◆ **EXERCISE**: Go through the data and report each line that holds the string "every".

=== Begin Enclosure ===

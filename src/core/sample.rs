//! Core sampling trait.
//!
//! This module provides the fundamental `Sample` trait that represents
//! anything that maps a normalized time parameter to a value.

use std::fmt;
use std::sync::Arc;

/// Common interface for all curves and curve transformations.
///
/// A sampler is a pure function of `t`: sampling the same value twice gives
/// the same result, and sampling never changes the sampler. `t` is normally
/// the normalized progress of an animation in `[0, 1]`.
///
/// The trait provides two operations:
/// - Single evaluation via `sample()`
/// - Batch evaluation via `sample_into()`
pub trait Sample {
    /// Evaluates the curve at `t`.
    fn sample(&self, t: f64) -> f64;

    /// Evaluates the curve at every time in `ts`, writing into `out`.
    ///
    /// Only the first `min(ts.len(), out.len())` entries are written.
    /// Implementors may override this for more efficient batch evaluation.
    ///
    /// # Examples
    ///
    /// ```
    /// use motion_curves::Sample;
    ///
    /// let constant = 0.5_f64;
    /// let mut out = [0.0; 3];
    /// constant.sample_into(&[0.0, 0.5, 1.0], &mut out);
    /// assert_eq!(out, [0.5, 0.5, 0.5]);
    /// ```
    fn sample_into(&self, ts: &[f64], out: &mut [f64]) {
        for (value, &t) in out.iter_mut().zip(ts) {
            *value = self.sample(t);
        }
    }
}

/// A constant curve: every `t` maps to the same value.
impl Sample for f64 {
    fn sample(&self, _t: f64) -> f64 {
        *self
    }

    fn sample_into(&self, ts: &[f64], out: &mut [f64]) {
        let n = ts.len().min(out.len());
        out[..n].fill(*self);
    }
}

impl<S: Sample + ?Sized> Sample for Arc<S> {
    fn sample(&self, t: f64) -> f64 {
        (**self).sample(t)
    }
}

impl<S: Sample + ?Sized> Sample for Box<S> {
    fn sample(&self, t: f64) -> f64 {
        (**self).sample(t)
    }
}

/// The identity curve `t ↦ t`.
#[derive(Debug, Clone, Copy, Default, PartialEq)]
pub struct Identity;

impl Sample for Identity {
    fn sample(&self, t: f64) -> f64 {
        t
    }
}

/// Adapts a plain function or closure into a curve.
///
/// # Examples
///
/// ```
/// use motion_curves::{FnCurve, Sample};
///
/// let squared = FnCurve::new(|t: f64| t * t);
/// assert_eq!(squared.sample(0.5), 0.25);
/// ```
#[derive(Clone, Copy)]
pub struct FnCurve<F>
where
    F: Fn(f64) -> f64,
{
    func: F,
}

impl<F> FnCurve<F>
where
    F: Fn(f64) -> f64,
{
    /// Wraps `func` as a curve.
    pub fn new(func: F) -> Self {
        Self { func }
    }
}

impl<F> Sample for FnCurve<F>
where
    F: Fn(f64) -> f64,
{
    fn sample(&self, t: f64) -> f64 {
        (self.func)(t)
    }
}

impl<F> fmt::Debug for FnCurve<F>
where
    F: Fn(f64) -> f64,
{
    fn fmt(&self, f: &mut fmt::Formatter<'_>) -> fmt::Result {
        f.debug_struct("FnCurve").finish_non_exhaustive()
    }
}
//! Core curve types and traits.
//!
//! This module provides the fundamental abstractions used throughout the
//! library, including:
//! - `Sample` trait for every curve and transformation
//! - `Identity` and `FnCurve` base curves
//! - Curve combinators for composing curves, chained through `SampleExt`
//! - `Curve`, the shared, chainable curve handle

pub mod combinators;
mod curve;
mod sample;

pub use combinators::{
    Bounce, Ease, MapRange, Multiply, Offset, Repeat, Reverse, SampleExt, Shrink,
};
pub use curve::Curve;
pub use sample::{FnCurve, Identity, Sample};
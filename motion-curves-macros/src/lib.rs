use proc_macro::TokenStream;
use proc_macro2::TokenStream as TokenStream2;
use quote::quote;
use syn::{LitStr, parse_macro_input};

/// Builds a `Curve` at compile time from a pipeline string.
///
/// The pipeline is parsed while compiling and expanded into the equivalent
/// chain of `Curve` method calls, so a typo is a compile error instead of a
/// runtime one. Parameters are checked the same way the validated
/// constructors check them.
///
/// # Format
///
/// Steps are separated by `|`. Each step is a name, optionally followed by
/// numeric arguments in parentheses; trailing arguments may be omitted:
/// - `bounce(start = 0.5, end = 0.5)`
/// - `ease`, `ease_out_expo`, `ease_out_quad`, `ease_in_expo`, `smoothstep`
/// - `loop(period)`
/// - `offset(offset)`
/// - `shrink(length, to = 0)`
/// - `reverse`
/// - `map_range(to_min, to_max, from_min = 0, from_max = 1)`
///
/// `wiggle` is not accepted: its control points are random and belong to the
/// runtime API.
///
/// # Examples
///
/// ```ignore
/// use motion_curves::curve;
///
/// let fade = curve!("ease | map_range(0, 100)");
/// let blink = curve!("bounce(0.2, 0.2)");
/// ```
#[proc_macro]
pub fn curve(input: TokenStream) -> TokenStream {
    let input = parse_macro_input!(input as LitStr);
    let pipeline = input.value();

    match parse_pipeline(&pipeline) {
        Ok(ops) => {
            let calls = ops.iter().map(Op::to_tokens);
            let expanded = quote! {
                {
                    ::motion_curves::Curve::new() #( #calls )*
                }
            };
            TokenStream::from(expanded)
        }
        Err(e) => {
            let error_msg = format!("Invalid curve pipeline '{}': {}", pipeline, e);
            let expanded = quote! {
                compile_error!(#error_msg)
            };
            TokenStream::from(expanded)
        }
    }
}

#[derive(Debug, Clone, Copy, PartialEq)]
enum Op {
    Bounce(f64, f64),
    Ease,
    EaseOutExpo,
    EaseOutQuad,
    EaseInExpo,
    Smoothstep,
    Loop(f64),
    Offset(f64),
    Shrink(f64, f64),
    Reverse,
    MapRange(f64, f64, f64, f64),
}

impl Op {
    fn to_tokens(&self) -> TokenStream2 {
        match *self {
            Op::Bounce(start, end) => {
                let (start, end) = (number(start), number(end));
                quote!(.bounce_with(#start, #end))
            }
            Op::Ease => quote!(.ease()),
            Op::EaseOutExpo => quote!(.ease_out_expo()),
            Op::EaseOutQuad => quote!(.ease_out_quad()),
            Op::EaseInExpo => quote!(.ease_in_expo()),
            Op::Smoothstep => quote!(.ease_with(::motion_curves::Easing::Smoothstep)),
            Op::Loop(period) => {
                let period = number(period);
                quote!(.repeat(#period))
            }
            Op::Offset(offset) => {
                let offset = number(offset);
                quote!(.offset(#offset))
            }
            Op::Shrink(length, to) => {
                let (length, to) = (number(length), number(to));
                quote!(.shrink_to(#length, #to))
            }
            Op::Reverse => quote!(.reverse()),
            Op::MapRange(to_min, to_max, from_min, from_max) => {
                let (to_min, to_max) = (number(to_min), number(to_max));
                let (from_min, from_max) = (number(from_min), number(from_max));
                quote!(.map_range_from(#to_min, #to_max, #from_min, #from_max))
            }
        }
    }
}

// Negative literals are emitted as a unary minus on the magnitude
fn number(value: f64) -> TokenStream2 {
    let magnitude = value.abs();
    if value.is_sign_negative() {
        quote!(-#magnitude)
    } else {
        quote!(#magnitude)
    }
}

fn parse_pipeline(s: &str) -> Result<Vec<Op>, String> {
    if s.trim().is_empty() {
        return Ok(Vec::new());
    }
    s.split('|').map(|step| parse_op(step.trim())).collect()
}

fn parse_op(step: &str) -> Result<Op, String> {
    if step.is_empty() {
        return Err("empty step".to_string());
    }

    let (name, args) = match step.find('(') {
        Some(pos) => {
            let inner = step[pos + 1..]
                .strip_suffix(')')
                .ok_or_else(|| format!("missing ')' in '{}'", step))?;
            (step[..pos].trim_end(), parse_args(inner)?)
        }
        None => (step, Vec::new()),
    };

    let op = match name {
        "bounce" => {
            arity(name, &args, 0, 2)?;
            let (start, end) = (arg(&args, 0, 0.5), arg(&args, 1, 0.5));
            positive(name, "start", start)?;
            positive(name, "end", end)?;
            if start + end > 1.0 {
                return Err("bounce start + end must not exceed 1".to_string());
            }
            Op::Bounce(start, end)
        }
        "ease" => no_args(name, &args, Op::Ease)?,
        "ease_out_expo" | "easeOutExpo" => no_args(name, &args, Op::EaseOutExpo)?,
        "ease_out_quad" | "easeOutQuad" => no_args(name, &args, Op::EaseOutQuad)?,
        "ease_in_expo" | "easeInExpo" => no_args(name, &args, Op::EaseInExpo)?,
        "smoothstep" => no_args(name, &args, Op::Smoothstep)?,
        "loop" | "repeat" => {
            arity(name, &args, 1, 1)?;
            positive(name, "period", args[0])?;
            Op::Loop(args[0])
        }
        "offset" => {
            arity(name, &args, 1, 1)?;
            Op::Offset(args[0])
        }
        "shrink" => {
            arity(name, &args, 1, 2)?;
            positive(name, "length", args[0])?;
            if args[0] > 1.0 {
                return Err(format!("shrink length {} is greater than 1", args[0]));
            }
            Op::Shrink(args[0], arg(&args, 1, 0.0))
        }
        "reverse" => no_args(name, &args, Op::Reverse)?,
        "map_range" | "mapRange" => {
            arity(name, &args, 2, 4)?;
            let (from_min, from_max) = (arg(&args, 2, 0.0), arg(&args, 3, 1.0));
            if from_min == from_max {
                return Err(format!("map_range source bounds are both {}", from_min));
            }
            Op::MapRange(args[0], args[1], from_min, from_max)
        }
        "wiggle" => {
            return Err("wiggle is random; build it at runtime with Curve::wiggle".to_string());
        }
        _ => return Err(format!("unknown step '{}'", name)),
    };
    Ok(op)
}

fn parse_args(inner: &str) -> Result<Vec<f64>, String> {
    if inner.trim().is_empty() {
        return Ok(Vec::new());
    }
    inner
        .split(',')
        .map(|piece| {
            let piece = piece.trim();
            match piece.parse::<f64>() {
                Ok(value) if value.is_finite() => Ok(value),
                _ => Err(format!("invalid number '{}'", piece)),
            }
        })
        .collect()
}

fn arity(name: &str, args: &[f64], min: usize, max: usize) -> Result<(), String> {
    if (min..=max).contains(&args.len()) {
        Ok(())
    } else {
        Err(format!(
            "'{}' takes {} to {} arguments, got {}",
            name,
            min,
            max,
            args.len()
        ))
    }
}

fn no_args(name: &str, args: &[f64], op: Op) -> Result<Op, String> {
    arity(name, args, 0, 0)?;
    Ok(op)
}

fn arg(args: &[f64], index: usize, default: f64) -> f64 {
    args.get(index).copied().unwrap_or(default)
}

fn positive(name: &str, param: &str, value: f64) -> Result<(), String> {
    if value > 0.0 {
        Ok(())
    } else {
        Err(format!("{} {} must be positive, got {}", name, param, value))
    }
}

#[cfg(test)]
mod tests {
    use super::*;

    #[test]
    fn test_parse_pipeline() {
        let ops = parse_pipeline("ease | map_range(0, 100)").unwrap();
        assert_eq!(ops, vec![Op::Ease, Op::MapRange(0.0, 100.0, 0.0, 1.0)]);

        assert!(parse_pipeline("").unwrap().is_empty());
    }

    #[test]
    fn test_defaults_and_aliases() {
        assert_eq!(parse_op("bounce").unwrap(), Op::Bounce(0.5, 0.5));
        assert_eq!(parse_op("shrink(0.5)").unwrap(), Op::Shrink(0.5, 0.0));
        assert_eq!(parse_op("easeOutExpo").unwrap(), Op::EaseOutExpo);
        assert_eq!(parse_op("repeat(2)").unwrap(), Op::Loop(2.0));
    }

    #[test]
    fn test_rejects_bad_pipelines() {
        assert!(parse_pipeline("ease ||").is_err());
        assert!(parse_op("wobble").is_err());
        assert!(parse_op("wiggle(3)").is_err());
        assert!(parse_op("loop(0)").is_err());
        assert!(parse_op("shrink(1.5)").is_err());
        assert!(parse_op("bounce(0.8, 0.8)").is_err());
        assert!(parse_op("map_range(0, 1, 2, 2)").is_err());
        assert!(parse_op("offset(inf)").is_err());
        assert!(parse_op("loop(2").is_err());
        assert!(parse_op("ease(1)").is_err());
    }

    #[test]
    fn test_negative_numbers_expand_with_minus() {
        assert!(number(-1.5).to_string().starts_with('-'));
        assert!(!number(2.0).to_string().contains('-'));
    }
}
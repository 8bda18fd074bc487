//! Loads a set of named curve recipes from JSON and plays them back frame by
//! frame, the way an animation player samples one curve per property.

use anyhow::{Context, Result};
use motion_curves::{Curve, CurveRecipe};
use serde::Deserialize;

const DEFINITION: &str = r#"{
    "seed": 7,
    "duration_frames": 12,
    "tracks": [
        { "property": "eye_open", "recipe": { "steps": [
            { "op": "bounce", "start": 0.1, "end": 0.1 },
            { "op": "reverse" },
            { "op": "map_range", "to_min": 1.0, "to_max": 0.0 }
        ] } },
        { "property": "head_yaw", "recipe": { "steps": [
            { "op": "wiggle", "freq": 4 },
            { "op": "map_range", "to_min": -20.0, "to_max": 20.0 }
        ] } },
        { "property": "breath", "recipe": { "steps": [
            { "op": "ease" },
            { "op": "loop", "period": 2.0 }
        ] } }
    ]
}"#;

#[derive(Deserialize)]
struct Track {
    property: String,
    recipe: CurveRecipe,
}

#[derive(Deserialize)]
struct Definition {
    seed: u64,
    duration_frames: usize,
    tracks: Vec<Track>,
}

fn main() -> Result<()> {
    let definition: Definition =
        serde_json::from_str(DEFINITION).context("parsing animation definition")?;

    let curves: Vec<(String, Curve)> = definition
        .tracks
        .iter()
        .enumerate()
        .map(|(i, track)| {
            let curve = track
                .recipe
                .build_seeded(definition.seed + i as u64)
                .with_context(|| format!("building curve for {}", track.property))?;
            println!("{:>10}: {}", track.property, track.recipe);
            Ok((track.property.clone(), curve))
        })
        .collect::<Result<_>>()?;
    println!();

    let last = (definition.duration_frames - 1) as f64;
    for frame in 0..definition.duration_frames {
        let t = frame as f64 / last;
        print!("frame {frame:2} (t={t:.2})");
        for (property, curve) in &curves {
            print!("  {property}={:7.3}", curve.sample(t));
        }
        println!();
    }

    Ok(())
}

=== End Enclosure ===

◆ **RESPONSE TO THE TASK**:
    /// Evaluates the curve at every time in `ts`, writing into `out`.
/// A constant curve: every `t` maps to the same value.
//! - `Sample` trait for every curve and transformation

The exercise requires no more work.